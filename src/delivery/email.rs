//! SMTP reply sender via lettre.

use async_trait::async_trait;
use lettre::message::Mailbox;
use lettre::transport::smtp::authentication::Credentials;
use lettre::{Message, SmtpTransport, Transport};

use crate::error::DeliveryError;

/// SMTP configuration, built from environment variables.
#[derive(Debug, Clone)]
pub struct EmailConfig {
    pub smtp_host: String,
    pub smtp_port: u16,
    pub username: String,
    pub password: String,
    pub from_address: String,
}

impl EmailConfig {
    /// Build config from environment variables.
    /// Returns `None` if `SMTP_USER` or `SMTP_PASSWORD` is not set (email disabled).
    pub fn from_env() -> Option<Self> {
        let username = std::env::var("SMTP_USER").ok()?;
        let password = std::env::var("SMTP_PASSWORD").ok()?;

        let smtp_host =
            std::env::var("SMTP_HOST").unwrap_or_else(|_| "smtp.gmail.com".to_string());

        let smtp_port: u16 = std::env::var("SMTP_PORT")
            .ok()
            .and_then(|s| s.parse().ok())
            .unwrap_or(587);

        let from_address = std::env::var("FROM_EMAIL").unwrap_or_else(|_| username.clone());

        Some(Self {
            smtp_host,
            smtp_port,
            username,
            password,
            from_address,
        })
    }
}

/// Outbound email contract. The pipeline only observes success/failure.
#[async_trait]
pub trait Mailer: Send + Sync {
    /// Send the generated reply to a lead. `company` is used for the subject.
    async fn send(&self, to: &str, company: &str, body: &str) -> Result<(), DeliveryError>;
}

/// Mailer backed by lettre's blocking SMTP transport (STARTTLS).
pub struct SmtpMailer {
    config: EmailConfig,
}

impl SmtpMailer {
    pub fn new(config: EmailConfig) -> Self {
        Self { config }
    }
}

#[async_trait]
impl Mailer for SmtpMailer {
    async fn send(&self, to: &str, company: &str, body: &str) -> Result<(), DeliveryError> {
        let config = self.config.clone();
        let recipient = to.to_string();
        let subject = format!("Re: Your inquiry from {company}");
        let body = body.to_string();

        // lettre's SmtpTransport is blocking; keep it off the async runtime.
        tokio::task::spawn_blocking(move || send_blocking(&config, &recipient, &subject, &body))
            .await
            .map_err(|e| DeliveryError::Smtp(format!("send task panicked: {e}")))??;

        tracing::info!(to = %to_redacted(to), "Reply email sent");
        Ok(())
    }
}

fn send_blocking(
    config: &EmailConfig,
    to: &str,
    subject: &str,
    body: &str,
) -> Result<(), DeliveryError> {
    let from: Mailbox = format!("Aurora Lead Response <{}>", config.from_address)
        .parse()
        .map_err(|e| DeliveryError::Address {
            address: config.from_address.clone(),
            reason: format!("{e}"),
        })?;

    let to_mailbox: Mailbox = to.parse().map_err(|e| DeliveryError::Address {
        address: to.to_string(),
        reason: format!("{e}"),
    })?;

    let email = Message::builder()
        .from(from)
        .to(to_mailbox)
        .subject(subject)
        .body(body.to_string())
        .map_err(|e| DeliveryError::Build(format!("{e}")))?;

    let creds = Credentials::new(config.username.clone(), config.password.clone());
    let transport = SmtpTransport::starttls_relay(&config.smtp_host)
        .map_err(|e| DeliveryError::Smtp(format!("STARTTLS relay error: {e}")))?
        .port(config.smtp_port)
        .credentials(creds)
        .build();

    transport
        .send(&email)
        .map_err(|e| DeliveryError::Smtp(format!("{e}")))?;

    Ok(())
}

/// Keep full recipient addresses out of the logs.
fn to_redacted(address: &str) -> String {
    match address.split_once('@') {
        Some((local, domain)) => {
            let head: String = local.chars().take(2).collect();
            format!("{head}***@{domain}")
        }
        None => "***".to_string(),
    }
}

────────────────────────────────────────

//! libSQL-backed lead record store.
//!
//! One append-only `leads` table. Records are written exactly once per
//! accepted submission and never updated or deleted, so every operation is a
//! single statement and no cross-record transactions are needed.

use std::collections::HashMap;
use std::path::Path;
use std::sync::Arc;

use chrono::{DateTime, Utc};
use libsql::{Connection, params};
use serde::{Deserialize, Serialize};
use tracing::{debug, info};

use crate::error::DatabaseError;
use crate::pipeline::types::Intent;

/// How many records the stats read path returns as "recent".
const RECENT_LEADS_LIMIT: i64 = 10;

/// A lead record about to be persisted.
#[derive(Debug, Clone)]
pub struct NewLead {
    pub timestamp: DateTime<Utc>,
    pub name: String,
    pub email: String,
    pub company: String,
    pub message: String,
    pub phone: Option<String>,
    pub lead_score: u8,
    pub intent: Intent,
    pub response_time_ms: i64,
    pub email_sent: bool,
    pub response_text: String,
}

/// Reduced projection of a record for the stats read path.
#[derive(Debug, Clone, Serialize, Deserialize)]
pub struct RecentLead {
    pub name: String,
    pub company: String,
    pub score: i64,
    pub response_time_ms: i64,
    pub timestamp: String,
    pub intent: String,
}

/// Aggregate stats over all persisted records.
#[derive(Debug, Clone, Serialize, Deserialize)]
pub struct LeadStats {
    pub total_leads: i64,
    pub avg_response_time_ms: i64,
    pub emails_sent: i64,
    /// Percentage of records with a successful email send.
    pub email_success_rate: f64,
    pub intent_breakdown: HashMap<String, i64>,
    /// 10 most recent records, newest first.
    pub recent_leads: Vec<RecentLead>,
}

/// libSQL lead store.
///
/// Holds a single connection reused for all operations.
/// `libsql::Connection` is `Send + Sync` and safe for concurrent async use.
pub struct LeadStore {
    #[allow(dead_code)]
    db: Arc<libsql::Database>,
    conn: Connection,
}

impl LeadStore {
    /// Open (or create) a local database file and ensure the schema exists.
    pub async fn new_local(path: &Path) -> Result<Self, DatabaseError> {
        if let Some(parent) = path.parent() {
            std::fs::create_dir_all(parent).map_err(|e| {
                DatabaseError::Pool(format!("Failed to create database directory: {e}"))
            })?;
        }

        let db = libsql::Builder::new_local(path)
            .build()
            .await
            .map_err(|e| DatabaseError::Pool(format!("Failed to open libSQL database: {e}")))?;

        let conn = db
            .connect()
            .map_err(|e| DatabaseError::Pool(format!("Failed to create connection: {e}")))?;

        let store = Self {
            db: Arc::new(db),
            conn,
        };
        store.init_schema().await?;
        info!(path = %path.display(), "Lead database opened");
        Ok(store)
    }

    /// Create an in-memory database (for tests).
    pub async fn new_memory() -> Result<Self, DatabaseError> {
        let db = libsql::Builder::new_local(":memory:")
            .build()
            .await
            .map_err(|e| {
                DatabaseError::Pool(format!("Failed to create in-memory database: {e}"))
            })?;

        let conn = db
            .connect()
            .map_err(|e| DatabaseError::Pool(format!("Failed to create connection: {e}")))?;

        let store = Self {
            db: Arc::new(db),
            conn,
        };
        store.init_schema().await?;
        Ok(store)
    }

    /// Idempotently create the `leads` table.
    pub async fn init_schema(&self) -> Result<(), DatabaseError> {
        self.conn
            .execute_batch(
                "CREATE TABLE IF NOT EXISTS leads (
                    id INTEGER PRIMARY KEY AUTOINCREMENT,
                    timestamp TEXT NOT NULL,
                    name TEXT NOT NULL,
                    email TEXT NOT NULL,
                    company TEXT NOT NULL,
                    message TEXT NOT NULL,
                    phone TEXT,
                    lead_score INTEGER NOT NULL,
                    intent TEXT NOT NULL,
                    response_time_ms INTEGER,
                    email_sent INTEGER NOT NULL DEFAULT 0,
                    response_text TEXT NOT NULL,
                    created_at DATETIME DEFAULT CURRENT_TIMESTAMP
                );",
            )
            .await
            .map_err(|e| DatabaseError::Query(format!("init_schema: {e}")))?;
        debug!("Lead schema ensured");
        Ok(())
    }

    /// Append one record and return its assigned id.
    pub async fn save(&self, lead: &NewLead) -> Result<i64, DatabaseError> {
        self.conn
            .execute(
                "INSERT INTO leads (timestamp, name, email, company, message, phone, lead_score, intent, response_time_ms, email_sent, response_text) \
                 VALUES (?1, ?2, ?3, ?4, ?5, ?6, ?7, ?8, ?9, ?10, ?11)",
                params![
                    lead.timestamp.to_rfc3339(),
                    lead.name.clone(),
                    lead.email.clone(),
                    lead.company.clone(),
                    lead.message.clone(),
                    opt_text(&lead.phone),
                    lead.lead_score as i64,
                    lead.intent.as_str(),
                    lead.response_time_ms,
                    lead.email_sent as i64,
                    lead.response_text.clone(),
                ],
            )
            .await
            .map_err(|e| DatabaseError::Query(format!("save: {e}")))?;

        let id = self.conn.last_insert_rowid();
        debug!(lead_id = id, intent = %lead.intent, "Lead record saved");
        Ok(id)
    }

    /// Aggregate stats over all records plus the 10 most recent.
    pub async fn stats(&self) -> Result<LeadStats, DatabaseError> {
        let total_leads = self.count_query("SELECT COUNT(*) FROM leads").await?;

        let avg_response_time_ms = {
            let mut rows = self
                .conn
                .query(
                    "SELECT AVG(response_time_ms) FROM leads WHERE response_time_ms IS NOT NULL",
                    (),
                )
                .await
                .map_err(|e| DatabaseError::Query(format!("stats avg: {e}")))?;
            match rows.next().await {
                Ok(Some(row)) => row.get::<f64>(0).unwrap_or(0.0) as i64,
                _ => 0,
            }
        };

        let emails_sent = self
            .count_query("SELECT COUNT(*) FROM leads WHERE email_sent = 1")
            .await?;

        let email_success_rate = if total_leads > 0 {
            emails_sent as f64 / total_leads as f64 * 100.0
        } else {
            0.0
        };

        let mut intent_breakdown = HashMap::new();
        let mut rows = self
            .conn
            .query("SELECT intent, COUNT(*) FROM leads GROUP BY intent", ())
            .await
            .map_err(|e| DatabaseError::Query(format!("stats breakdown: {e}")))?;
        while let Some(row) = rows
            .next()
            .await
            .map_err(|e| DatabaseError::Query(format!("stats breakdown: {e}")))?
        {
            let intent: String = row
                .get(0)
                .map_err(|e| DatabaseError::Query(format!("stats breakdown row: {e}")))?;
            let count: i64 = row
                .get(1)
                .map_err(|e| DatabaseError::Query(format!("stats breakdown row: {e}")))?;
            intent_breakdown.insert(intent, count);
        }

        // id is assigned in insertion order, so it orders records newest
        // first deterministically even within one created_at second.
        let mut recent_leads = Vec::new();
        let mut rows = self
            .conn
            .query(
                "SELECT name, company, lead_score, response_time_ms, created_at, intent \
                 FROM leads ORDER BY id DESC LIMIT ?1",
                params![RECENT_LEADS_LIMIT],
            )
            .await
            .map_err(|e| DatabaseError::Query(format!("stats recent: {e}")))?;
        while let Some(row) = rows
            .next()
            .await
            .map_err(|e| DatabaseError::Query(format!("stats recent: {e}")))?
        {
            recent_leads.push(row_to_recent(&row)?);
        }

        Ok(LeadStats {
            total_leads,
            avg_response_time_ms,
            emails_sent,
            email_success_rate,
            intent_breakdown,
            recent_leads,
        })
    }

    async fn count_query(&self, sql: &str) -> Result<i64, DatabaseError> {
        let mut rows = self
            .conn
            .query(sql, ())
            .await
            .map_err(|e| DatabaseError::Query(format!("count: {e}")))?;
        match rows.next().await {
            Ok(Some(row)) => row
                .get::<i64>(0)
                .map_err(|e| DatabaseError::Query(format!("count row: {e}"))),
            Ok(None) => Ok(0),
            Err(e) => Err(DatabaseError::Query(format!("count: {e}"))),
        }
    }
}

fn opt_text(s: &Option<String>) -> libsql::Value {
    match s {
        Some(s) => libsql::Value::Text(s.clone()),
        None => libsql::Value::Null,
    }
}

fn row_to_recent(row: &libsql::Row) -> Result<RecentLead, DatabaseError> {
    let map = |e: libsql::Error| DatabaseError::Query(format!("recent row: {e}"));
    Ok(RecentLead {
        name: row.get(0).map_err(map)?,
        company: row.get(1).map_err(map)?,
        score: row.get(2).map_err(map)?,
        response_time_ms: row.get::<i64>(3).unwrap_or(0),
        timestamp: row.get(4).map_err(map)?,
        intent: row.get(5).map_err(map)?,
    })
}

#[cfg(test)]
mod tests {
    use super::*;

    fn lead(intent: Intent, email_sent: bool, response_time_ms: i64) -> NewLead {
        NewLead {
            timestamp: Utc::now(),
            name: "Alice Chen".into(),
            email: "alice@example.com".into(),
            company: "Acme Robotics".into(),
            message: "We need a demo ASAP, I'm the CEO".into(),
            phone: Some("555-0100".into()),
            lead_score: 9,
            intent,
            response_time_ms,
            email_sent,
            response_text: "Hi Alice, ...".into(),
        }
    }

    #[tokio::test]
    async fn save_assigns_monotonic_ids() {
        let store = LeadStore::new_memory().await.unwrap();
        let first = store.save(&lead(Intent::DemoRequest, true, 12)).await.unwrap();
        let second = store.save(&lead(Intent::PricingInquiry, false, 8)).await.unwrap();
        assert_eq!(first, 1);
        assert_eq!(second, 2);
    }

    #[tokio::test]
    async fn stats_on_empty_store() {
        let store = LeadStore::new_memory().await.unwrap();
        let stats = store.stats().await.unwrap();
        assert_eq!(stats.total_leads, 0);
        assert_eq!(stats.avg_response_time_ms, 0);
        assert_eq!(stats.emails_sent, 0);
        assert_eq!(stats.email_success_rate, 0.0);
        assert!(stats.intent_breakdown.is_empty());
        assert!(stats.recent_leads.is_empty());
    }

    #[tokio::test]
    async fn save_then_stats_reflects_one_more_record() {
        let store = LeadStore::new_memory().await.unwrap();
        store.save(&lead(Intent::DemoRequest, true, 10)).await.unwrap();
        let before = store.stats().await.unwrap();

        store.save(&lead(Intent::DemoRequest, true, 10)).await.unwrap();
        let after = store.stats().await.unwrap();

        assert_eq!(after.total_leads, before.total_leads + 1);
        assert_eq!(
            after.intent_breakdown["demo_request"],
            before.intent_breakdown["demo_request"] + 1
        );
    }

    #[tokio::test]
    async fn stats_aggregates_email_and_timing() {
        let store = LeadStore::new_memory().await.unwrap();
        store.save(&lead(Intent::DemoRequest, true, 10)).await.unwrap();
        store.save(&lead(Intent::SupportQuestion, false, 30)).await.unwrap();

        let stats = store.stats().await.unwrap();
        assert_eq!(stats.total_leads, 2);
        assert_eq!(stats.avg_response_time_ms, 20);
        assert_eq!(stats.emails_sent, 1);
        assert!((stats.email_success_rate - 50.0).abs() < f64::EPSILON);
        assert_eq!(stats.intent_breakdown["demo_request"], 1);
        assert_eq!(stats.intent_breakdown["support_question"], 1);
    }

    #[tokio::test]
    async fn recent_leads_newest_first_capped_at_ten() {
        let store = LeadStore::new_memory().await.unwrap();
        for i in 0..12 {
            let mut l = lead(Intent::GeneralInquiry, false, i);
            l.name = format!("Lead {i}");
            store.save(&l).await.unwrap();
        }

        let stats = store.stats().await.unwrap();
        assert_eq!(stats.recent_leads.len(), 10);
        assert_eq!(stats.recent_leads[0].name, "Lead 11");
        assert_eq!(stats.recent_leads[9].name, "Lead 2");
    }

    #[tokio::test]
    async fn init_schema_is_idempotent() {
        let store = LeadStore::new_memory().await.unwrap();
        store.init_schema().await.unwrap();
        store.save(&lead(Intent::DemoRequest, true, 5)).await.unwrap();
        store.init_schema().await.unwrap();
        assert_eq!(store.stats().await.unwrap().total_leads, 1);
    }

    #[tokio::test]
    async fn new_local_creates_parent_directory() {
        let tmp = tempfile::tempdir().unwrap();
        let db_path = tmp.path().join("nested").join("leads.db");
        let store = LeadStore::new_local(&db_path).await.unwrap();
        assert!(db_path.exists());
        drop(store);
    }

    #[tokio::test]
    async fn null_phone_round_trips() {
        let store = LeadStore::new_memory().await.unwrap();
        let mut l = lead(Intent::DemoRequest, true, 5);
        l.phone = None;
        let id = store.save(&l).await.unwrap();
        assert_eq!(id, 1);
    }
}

────────────────────────────────────────

HOW TO COMPLETE THIS TASK:
Among the lines above, repeat exactly those from the line with "filename src/delivery/email.rs" to the line with "set (email disabled).", counting both ends.

ANSWER SECTION:
filename src/delivery/email.rs
//! SMTP reply sender via lettre.

use async_trait::async_trait;
use lettre::message::Mailbox;
use lettre::transport::smtp::authentication::Credentials;
use lettre::{Message, SmtpTransport, Transport};

use crate::error::DeliveryError;

/// SMTP configuration, built from environment variables.
#[derive(Debug, Clone)]
pub struct EmailConfig {
    pub smtp_host: String,
    pub smtp_port: u16,
    pub username: String,
    pub password: String,
    pub from_address: String,
}

impl EmailConfig {
    /// Build config from environment variables.
    /// Returns `None` if `SMTP_USER` or `SMTP_PASSWORD` is not set (email disabled).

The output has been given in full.